Cholesterol Doesn't Mean What You Think It Means

Many new studies are complicating our understanding of the role cholesterol plays in heart disease. And last month, a group of researchers published the results of a study showing that what you thought you knew about "bad" cholesterol is probably wrong — or at least far too simplistic.

Over at KQED, Liza Gross has the story:

Most of us know that too much cholesterol promotes heart disease. And many know that cholesterol comes in good and bad forms. "Bad" (low-density lipoprotein, or LDL) cholesterol clogs the arteries that pump blood to the heart and feed the brain, raising the risk of heart attack and stroke. "Good" (high-density lipoprotein, or HDL) cholesterol removes excess cholesterol and fat from the bloodstream, keeping arteries healthy.

But a little knowledge can be a dangerous thing: this good versus bad scenario offers a simplistic view of cholesterol's role in heart disease.

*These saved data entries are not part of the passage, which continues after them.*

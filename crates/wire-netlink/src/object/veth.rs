//! veth pair specialization.
//!
//! A veth pair is created with a single `RTM_NEWLINK`: one endpoint is
//! the outer link, the other is nested under `VETH_INFO_PEER` as an
//! embedded `ifinfomsg` followed by its own `IFLA_IFNAME`.

use tracing::info;

use crate::abi::*;
use crate::channel::Channel;
use crate::error::{ChannelError, ErrorKind};
use crate::object::link::{self, LinkKind};

#[derive(Clone, Debug)]
pub struct VethSpec {
    pub name: String,
    pub peer_name: String,
}

#[derive(Clone, Debug)]
pub struct Veth {
    pub name: String,
    pub index: i32,
    pub peer_index: Option<i32>,
}

pub async fn create(chan: &Channel, spec: &VethSpec) -> Result<(), ChannelError> {
    let seq = chan.next_seq();
    let mut b = link::begin_create(&spec.name, seq, chan.pid())?;
    let info = b.begin_nested(IFLA_LINKINFO)?;
    b.attr_str(IFLA_INFO_KIND, "veth")?;
    let data = b.begin_nested(IFLA_INFO_DATA)?;
    let peer = b.begin_nested(VETH_INFO_PEER)?;
    b.raw(&[0u8; 16])?; // embedded ifinfomsg, all zero: kernel fills in the rest
    b.attr_str(IFLA_IFNAME, &spec.peer_name)?;
    b.end_nested(peer)?;
    b.end_nested(data)?;
    b.end_nested(info)?;
    chan.request(b.finish(), seq).await?;
    info!(name = %spec.name, peer = %spec.peer_name, "veth pair created");
    Ok(())
}

/// Delete a veth pair by deleting either endpoint; the kernel removes
/// both ends of the pair together.
pub async fn delete(chan: &Channel, index: i32) -> Result<(), ChannelError> {
    link::delete(chan, index).await
}

/// Resolve the peer index of a veth endpoint by name convention: wire
/// always creates both ends in the same `create` call and tracks the
/// pairing in the desired/live `NetworkState`, not by re-querying the
/// kernel (the kernel does not expose `IFLA_LINK` for veth peers in a
/// way that is stable across namespace moves).
pub async fn list(chan: &Channel) -> Result<Vec<Veth>, ChannelError> {
    let ifaces = link::list(chan).await?;
    Ok(ifaces
        .iter()
        .filter(|i| i.link_kind == LinkKind::Veth)
        .map(|i| Veth {
            name: i.name.clone(),
            index: i.index,
            peer_index: None,
        })
        .collect())
}

pub async fn get_by_name(chan: &Channel, name: &str) -> Result<Veth, ChannelError> {
    list(chan)
        .await?
        .into_iter()
        .find(|v| v.name == name)
        .ok_or(ChannelError::Request {
            kind: ErrorKind::NotFound,
            source: None,
        })
}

Doctors assess cardiac health with routine blood tests that estimate LDL and HDL cholesterol levels along with total cholesterol and triglycerides. But cholesterol is just one component of the lipoprotein particles (spherical balls made of proteins and other lipids) that transport the water-phobic molecules through the blood. Most blood tests reflect how much cholesterol the particles carry but don't provide any information about the particles themselves.

"But it all starts with the particle," says Ronald Krauss, senior scientist and director of Atherosclerosis Research at Children's Hospital Oakland Research Institute. "The LDL particles go into the artery wall and carry the cholesterol with them. So we see the cholesterol in the plaque but it's the particle concentration and the number of particles that really determine the process."

Smaller LDL particles carry less cholesterol than larger LDL particles, yet it's the smaller particles that are most strongly associated with heart disease risk.

That's because smaller particles are more likely to glom on to artery walls and do so more often because they circulate in the blood longer. Once they get stuck, they undergo chemical changes that make them more toxic to arteries.

So if you have mostly small LDL particles, your cholesterol levels could be normal, but you may still be at risk for heart disease, Krauss says. "It turns the cholesterol story upside down."

Krauss and his colleagues point out that the connection between small LDL particles and heart disease is "rock solid." And avoiding saturated fat doesn't help. Instead, we need to think more about how to avoid sugars.

"Taking away eggs and milk has virtually no effect on the bad guys," Krass told KQED. "But you can make a really big improvement if you cut the sugar out."